//! RISC-V Virtualization Support
//!
//! This module provides the CLIC side of guest interrupt virtualization:
//! - Binding CLIC sources to a guest's virtual supervisor identifier
//! - Runtime re-delegation of sources still owned by M-mode
//! - Per-VM virtual CLIC state and register emulation

pub mod delegation;
pub mod vclic;

pub use vclic::{EmulAccess, EmulRegion, Vclic};
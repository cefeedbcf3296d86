//! RISC-V CSR (Control and Status Register) Access
//!
//! Supervisor CSRs used by the interrupt layer:
//! - `scause` to decode incoming traps
//! - `sie` / `sip` for the software, timer and external interrupt lines
//! - `sstatus.SIE` for the hart-wide interrupt enable

use bitflags::bitflags;

/// Interrupt bit of `scause`
pub const SCAUSE_INTERRUPT: usize = 1 << (usize::BITS - 1);

/// Interrupt causes in `scause` encoding
pub mod scause_code {
    use super::SCAUSE_INTERRUPT;

    /// Supervisor software interrupt
    pub const SSI: usize = SCAUSE_INTERRUPT | 1;
    /// Supervisor timer interrupt
    pub const STI: usize = SCAUSE_INTERRUPT | 5;
    /// Supervisor external interrupt
    pub const SEI: usize = SCAUSE_INTERRUPT | 9;
}

bitflags! {
    /// SIE register flags
    #[derive(Debug, Clone, Copy, PartialEq, Eq)]
    pub struct Sie: usize {
        const SSIE = 1 << 1;     // Supervisor Software Interrupt Enable
        const STIE = 1 << 5;     // Supervisor Timer Interrupt Enable
        const SEIE = 1 << 9;     // Supervisor External Interrupt Enable
    }
}

bitflags! {
    /// SIP register flags
    #[derive(Debug, Clone, Copy, PartialEq, Eq)]
    pub struct Sip: usize {
        const SSIP = 1 << 1;     // Supervisor Software Interrupt Pending
        const STIP = 1 << 5;     // Supervisor Timer Interrupt Pending
        const SEIP = 1 << 9;     // Supervisor External Interrupt Pending
    }
}

/// Access to the current hart's supervisor interrupt CSRs
pub trait Csrs {
    /// Read `scause`
    fn scause(&self) -> usize;

    /// Read `sie`
    fn sie(&self) -> Sie;

    /// Set bits in `sie`
    fn sie_set(&self, bits: Sie);

    /// Clear bits in `sie`
    fn sie_clear(&self, bits: Sie);

    /// Read `sip`
    fn sip(&self) -> Sip;

    /// Clear bits in `sip`. Only SSIP is software-writable.
    fn sip_clear(&self, bits: Sip);

    /// Set or clear `sstatus.SIE`
    fn set_interrupts_enabled(&self, enabled: bool);
}

/// CSRs of the hart executing the call
#[derive(Debug, Default, Clone, Copy)]
pub struct SupervisorCsrs;

#[cfg(target_arch = "riscv64")]
macro_rules! read_csr {
    ($csr:ident) => {{
        let value: usize;
        unsafe { core::arch::asm!(concat!("csrr {}, ", stringify!($csr)), out(reg) value) };
        value
    }};
}

#[cfg(target_arch = "riscv64")]
macro_rules! set_csr {
    ($csr:ident, $bits:expr) => {
        unsafe { core::arch::asm!(concat!("csrs ", stringify!($csr), ", {}"), in(reg) $bits) }
    };
}

#[cfg(target_arch = "riscv64")]
macro_rules! clear_csr {
    ($csr:ident, $bits:expr) => {
        unsafe { core::arch::asm!(concat!("csrc ", stringify!($csr), ", {}"), in(reg) $bits) }
    };
}

#[cfg(target_arch = "riscv64")]
impl Csrs for SupervisorCsrs {
    #[inline]
    fn scause(&self) -> usize {
        riscv::register::scause::read().bits()
    }

    #[inline]
    fn sie(&self) -> Sie {
        Sie::from_bits_truncate(read_csr!(sie))
    }

    #[inline]
    fn sie_set(&self, bits: Sie) {
        set_csr!(sie, bits.bits());
    }

    #[inline]
    fn sie_clear(&self, bits: Sie) {
        clear_csr!(sie, bits.bits());
    }

    #[inline]
    fn sip(&self) -> Sip {
        Sip::from_bits_truncate(read_csr!(sip))
    }

    #[inline]
    fn sip_clear(&self, bits: Sip) {
        clear_csr!(sip, bits.bits());
    }

    #[inline]
    fn set_interrupts_enabled(&self, enabled: bool) {
        unsafe {
            if enabled {
                riscv::register::sstatus::set_sie();
            } else {
                riscv::register::sstatus::clear_sie();
            }
        }
    }
}

#[cfg(test)]
mod tests {
    use super::*;

    #[test]
    fn test_scause_codes() {
        assert_eq!(scause_code::SSI & !SCAUSE_INTERRUPT, 1);
        assert_eq!(scause_code::STI & !SCAUSE_INTERRUPT, 5);
        assert_eq!(scause_code::SEI & !SCAUSE_INTERRUPT, 9);
        assert_ne!(scause_code::SSI, 1);
    }

    #[test]
    fn test_interrupt_line_bits_match() {
        assert_eq!(Sie::SSIE.bits(), Sip::SSIP.bits());
        assert_eq!(Sie::STIE.bits(), Sip::STIP.bits());
        assert_eq!(Sie::SEIE.bits(), Sip::SEIP.bits());
    }
}
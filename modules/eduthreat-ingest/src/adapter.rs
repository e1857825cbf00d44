//! Source adapter seam.
//!
//! Adapters own everything site-specific (HTML/RSS parsing, paging, HTTP);
//! this crate only sees the drafts they produce. The registry is an explicit
//! startup-built mapping — there is no global adapter state.

use std::sync::Arc;

use anyhow::Result;
use async_trait::async_trait;
use chrono::NaiveDate;

use eduthreat_common::{Confidence, IncidentDraft};

/// Produces incident drafts for one named source.
#[async_trait]
pub trait SourceAdapter: Send + Sync {
    fn name(&self) -> &str;

    /// This source's own confidence tier, stamped on its drafts.
    fn confidence(&self) -> Confidence {
        Confidence::Medium
    }

    /// Collect drafts. `since` is the source's watermark: None means the
    /// source has never completed a run and the adapter should go full
    /// historical; otherwise the adapter only needs to page back far enough
    /// to re-observe items at or after this date.
    async fn collect(
        &self,
        since: Option<NaiveDate>,
        max_items: Option<usize>,
    ) -> Result<Vec<IncidentDraft>>;
}

/// Explicit name-to-adapter mapping, built at startup and passed into the
/// runner. Iteration preserves registration order.
#[derive(Default)]
pub struct SourceRegistry {
    adapters: Vec<Arc<dyn SourceAdapter>>,
}

impl SourceRegistry {
    pub fn new() -> Self {
        Self::default()
    }

    pub fn register(&mut self, adapter: Arc<dyn SourceAdapter>) -> &mut Self {
        self.adapters.push(adapter);
        self
    }

    pub fn get(&self, name: &str) -> Option<Arc<dyn SourceAdapter>> {
        self.adapters.iter().find(|a| a.name() == name).cloned()
    }

    pub fn iter(&self) -> impl Iterator<Item = &Arc<dyn SourceAdapter>> {
        self.adapters.iter()
    }

    pub fn names(&self) -> Vec<&str> {
        self.adapters.iter().map(|a| a.name()).collect()
    }

    pub fn len(&self) -> usize {
        self.adapters.len()
    }

    pub fn is_empty(&self) -> bool {
        self.adapters.is_empty()
    }
}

## Aim of the exercise
Every entry should be duplicated exactly as written.

## Response area
//! RISC-V Virtualization Support
//!
//! This module provides the CLIC side of guest interrupt virtualization:
//! - Binding CLIC sources to a guest's virtual supervisor identifier
//! - Runtime re-delegation of sources still owned by M-mode
//! - Per-VM virtual CLIC state and register emulation

pub mod delegation;
pub mod vclic;

pub use vclic::{EmulAccess, EmulRegion, Vclic};
repository cefeedbcf3296d86
//! RISC-V CSR (Control and Status Register) Access
//!
//! Supervisor CSRs used by the interrupt layer:
//! - `scause` to decode incoming traps
//! - `sie` / `sip` for the software, timer and external interrupt lines
//! - `sstatus.SIE` for the hart-wide interrupt enable

use bitflags::bitflags;

/// Interrupt bit of `scause`
pub const SCAUSE_INTERRUPT: usize = 1 << (usize::BITS - 1);

/// Interrupt causes in `scause` encoding
pub mod scause_code {
    use super::SCAUSE_INTERRUPT;

    /// Supervisor software interrupt
    pub const SSI: usize = SCAUSE_INTERRUPT | 1;
    /// Supervisor timer interrupt
    pub const STI: usize = SCAUSE_INTERRUPT | 5;
    /// Supervisor external interrupt
    pub const SEI: usize = SCAUSE_INTERRUPT | 9;
}

bitflags! {
    /// SIE register flags
    #[derive(Debug, Clone, Copy, PartialEq, Eq)]
    pub struct Sie: usize {
        const SSIE = 1 << 1;     // Supervisor Software Interrupt Enable
        const STIE = 1 << 5;     // Supervisor Timer Interrupt Enable
        const SEIE = 1 << 9;     // Supervisor External Interrupt Enable
    }
}

bitflags! {
    /// SIP register flags
    #[derive(Debug, Clone, Copy, PartialEq, Eq)]
    pub struct Sip: usize {
        const SSIP = 1 << 1;     // Supervisor Software Interrupt Pending
        const STIP = 1 << 5;     // Supervisor Timer Interrupt Pending
        const SEIP = 1 << 9;     // Supervisor External Interrupt Pending
    }
}

/// Access to the current hart's supervisor interrupt CSRs
pub trait Csrs {
    /// Read `scause`
    fn scause(&self) -> usize;

    /// Read `sie`
    fn sie(&self) -> Sie;

    /// Set bits in `sie`
    fn sie_set(&self, bits: Sie);

    /// Clear bits in `sie`
    fn sie_clear(&self, bits: Sie);

    /// Read `sip`
    fn sip(&self) -> Sip;

    /// Clear bits in `sip`. Only SSIP is software-writable.
    fn sip_clear(&self, bits: Sip);

    /// Set or clear `sstatus.SIE`
    fn set_interrupts_enabled(&self, enabled: bool);
}

/// CSRs of the hart executing the call
#[derive(Debug, Default, Clone, Copy)]
pub struct SupervisorCsrs;

#[cfg(target_arch = "riscv64")]
macro_rules! read_csr {
    ($csr:ident) => {{
        let value: usize;
        unsafe { core::arch::asm!(concat!("csrr {}, ", stringify!($csr)), out(reg) value) };
        value
    }};
}

#[cfg(target_arch = "riscv64")]
macro_rules! set_csr {
    ($csr:ident, $bits:expr) => {
        unsafe { core::arch::asm!(concat!("csrs ", stringify!($csr), ", {}"), in(reg) $bits) }
    };
}

#[cfg(target_arch = "riscv64")]
macro_rules! clear_csr {
    ($csr:ident, $bits:expr) => {
        unsafe { core::arch::asm!(concat!("csrc ", stringify!($csr), ", {}"), in(reg) $bits) }
    };
}

#[cfg(target_arch = "riscv64")]
impl Csrs for SupervisorCsrs {
    #[inline]
    fn scause(&self) -> usize {
        riscv::register::scause::read().bits()
    }

    #[inline]
    fn sie(&self) -> Sie {
        Sie::from_bits_truncate(read_csr!(sie))
    }

    #[inline]
    fn sie_set(&self, bits: Sie) {
        set_csr!(sie, bits.bits());
    }

    #[inline]
    fn sie_clear(&self, bits: Sie) {
        clear_csr!(sie, bits.bits());
    }

    #[inline]
    fn sip(&self) -> Sip {
        Sip::from_bits_truncate(read_csr!(sip))
    }

    #[inline]
    fn sip_clear(&self, bits: Sip) {
        clear_csr!(sip, bits.bits());
    }

    #[inline]
    fn set_interrupts_enabled(&self, enabled: bool) {
        unsafe {
            if enabled {
                riscv::register::sstatus::set_sie();
            } else {
                riscv::register::sstatus::clear_sie();
            }
        }
    }
}

#[cfg(test)]
mod tests {
    use super::*;

    #[test]
    fn test_scause_codes() {
        assert_eq!(scause_code::SSI & !SCAUSE_INTERRUPT, 1);
        assert_eq!(scause_code::STI & !SCAUSE_INTERRUPT, 5);
        assert_eq!(scause_code::SEI & !SCAUSE_INTERRUPT, 9);
        assert_ne!(scause_code::SSI, 1);
    }

    #[test]
    fn test_interrupt_line_bits_match() {
        assert_eq!(Sie::SSIE.bits(), Sip::SSIP.bits());
        assert_eq!(Sie::STIE.bits(), Sip::STIP.bits());
        assert_eq!(Sie::SEIE.bits(), Sip::SEIP.bits());
    }
}
filename modules/eduthreat-ingest/src/adapter.rs
repository e1857825cbf00d44
//! Source adapter seam.
//!
//! Adapters own everything site-specific (HTML/RSS parsing, paging, HTTP);
//! this crate only sees the drafts they produce. The registry is an explicit
//! startup-built mapping — there is no global adapter state.

use std::sync::Arc;

use anyhow::Result;
use async_trait::async_trait;
use chrono::NaiveDate;

use eduthreat_common::{Confidence, IncidentDraft};

/// Produces incident drafts for one named source.
#[async_trait]
pub trait SourceAdapter: Send + Sync {
    fn name(&self) -> &str;

    /// This source's own confidence tier, stamped on its drafts.
    fn confidence(&self) -> Confidence {
        Confidence::Medium
    }

    /// Collect drafts. `since` is the source's watermark: None means the
    /// source has never completed a run and the adapter should go full
    /// historical; otherwise the adapter only needs to page back far enough
    /// to re-observe items at or after this date.
    async fn collect(
        &self,
        since: Option<NaiveDate>,
        max_items: Option<usize>,
    ) -> Result<Vec<IncidentDraft>>;
}

/// Explicit name-to-adapter mapping, built at startup and passed into the
/// runner. Iteration preserves registration order.
#[derive(Default)]
pub struct SourceRegistry {
    adapters: Vec<Arc<dyn SourceAdapter>>,
}

impl SourceRegistry {
    pub fn new() -> Self {
        Self::default()
    }

    pub fn register(&mut self, adapter: Arc<dyn SourceAdapter>) -> &mut Self {
        self.adapters.push(adapter);
        self
    }

    pub fn get(&self, name: &str) -> Option<Arc<dyn SourceAdapter>> {
        self.adapters.iter().find(|a| a.name() == name).cloned()
    }

    pub fn iter(&self) -> impl Iterator<Item = &Arc<dyn SourceAdapter>> {
        self.adapters.iter()
    }

    pub fn names(&self) -> Vec<&str> {
        self.adapters.iter().map(|a| a.name()).collect()
    }

    pub fn len(&self) -> usize {
        self.adapters.len()
    }

    pub fn is_empty(&self) -> bool {
        self.adapters.is_empty()
    }
}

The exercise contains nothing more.